Patrick's market is doing well, they say,
For all it's hated and despised,
They still tell us it needs to be doing so much better.



All around Paddy's are the faded signs
Resisting the poll tax. Talking about the revolution.
The one we all think never came.

(My heart's changing now, and the both of us
Are living through our own revolution.
We’re tearing down the fences that used to stand guard
We’re unpicking picking the locks at dead of night
We’re creeping past the police barricades
We’re removing frontier posts of fear and shame)

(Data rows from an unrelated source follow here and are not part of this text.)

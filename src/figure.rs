//! The figure entity: an outline, its centroid, a label, and a cached
//! signature.
//!
//! Figures are immutable value objects. The signature is a memoized pure
//! function of the outline and centroid, held in an explicit once-computed
//! cell so figures stay freely shareable for reads.

use std::sync::OnceLock;

use crate::descriptor::{self, Signature, SIGNATURE_LEN};
use crate::geometry::{outline_centroid, Outline, Point};
use crate::util::ShapeMatchResult;

/// Radius, in outline units, at which a signature value of `1.0` is placed
/// when an outline is rebuilt from a stored signature.
const RECONSTRUCTION_RADIUS: f64 = 100.0;

/// One recognized or candidate figure.
#[derive(Clone, Debug)]
pub struct Figure {
    outline: Outline,
    centroid: Point,
    label: String,
    signature: OnceLock<Signature>,
}

impl Figure {
    /// Builds a figure from a segmented outline.
    ///
    /// The centroid is derived from the outline's area moments; the signature
    /// is computed lazily on first access. Fails on outlines with fewer than
    /// three points or zero enclosed area.
    pub fn from_outline(outline: Outline, label: impl Into<String>) -> ShapeMatchResult<Self> {
        let centroid = outline_centroid(&outline)?;
        Ok(Self {
            outline,
            centroid,
            label: label.into(),
            signature: OnceLock::new(),
        })
    }

    /// Rebuilds a figure from a stored signature, without the original
    /// outline.
    ///
    /// One outline point is placed per signature element, at angularly-even
    /// intervals around the centroid and radius proportional to the element
    /// value. The supplied signature is cached and always wins over
    /// recomputation.
    pub fn from_signature(signature: Signature, label: impl Into<String>, centroid: Point) -> Self {
        let step = std::f64::consts::TAU / SIGNATURE_LEN as f64;
        let outline = signature
            .values()
            .iter()
            .enumerate()
            .map(|(i, value)| {
                let angle = step * i as f64;
                let radius = RECONSTRUCTION_RADIUS * value;
                Point::new(
                    centroid.x + (radius * angle.cos()) as i32,
                    centroid.y + (radius * angle.sin()) as i32,
                )
            })
            .collect();
        Self {
            outline,
            centroid,
            label: label.into(),
            signature: OnceLock::from(signature),
        }
    }

    /// The boundary outline in traversal order.
    pub fn outline(&self) -> &[Point] {
        &self.outline
    }

    /// The area-weighted centroid.
    pub fn centroid(&self) -> Point {
        self.centroid
    }

    /// The human-readable name.
    pub fn label(&self) -> &str {
        &self.label
    }

    /// The figure's signature, computing and caching it on first access.
    pub fn signature(&self) -> ShapeMatchResult<&Signature> {
        if let Some(signature) = self.signature.get() {
            return Ok(signature);
        }
        let computed = descriptor::compute(&self.outline, self.centroid)?;
        Ok(self.signature.get_or_init(|| computed))
    }
}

That's how I know Paddy's market's still around somewhere
And Patrick's one day will come tumbling down.
Because it's true what the man said
The man they built the empty church for just down the road:
You have to choose, he said,
Between your money or your soul.
And the first will be last
And the last will be first.


The last one came about when my elder daughter was studying engineering.
In her last year, she had to do a project which involved designing a new pedestrian bridge leading to the St. James shopping centre in Edinburgh.
Her design was beautiful: a sinuous curve with an island half way across. A place where people could sit and be quiet a moment and look out to the sea.
She asked me to write a poem that could be engraved in that place.
Now she’s designing fish farms and swimming pools and primary schools; but the bridge never got built.
So this is a poem for a place that does not yet exist:

my daughter’s bridge

Rest here, traveller
On this bridge between worlds

Between the place you were in before
And the place you will soon reach

Between the person that you were before
And the person you will soon become.

Bless you traveller

May the place you are going to
Be better than the place you were in before

May the person you are becoming
Be happier than the person you were in before,

Richer in mind,
Calmer in spirit.

May the world you are entering be kinder
Than the world you are leaving behind.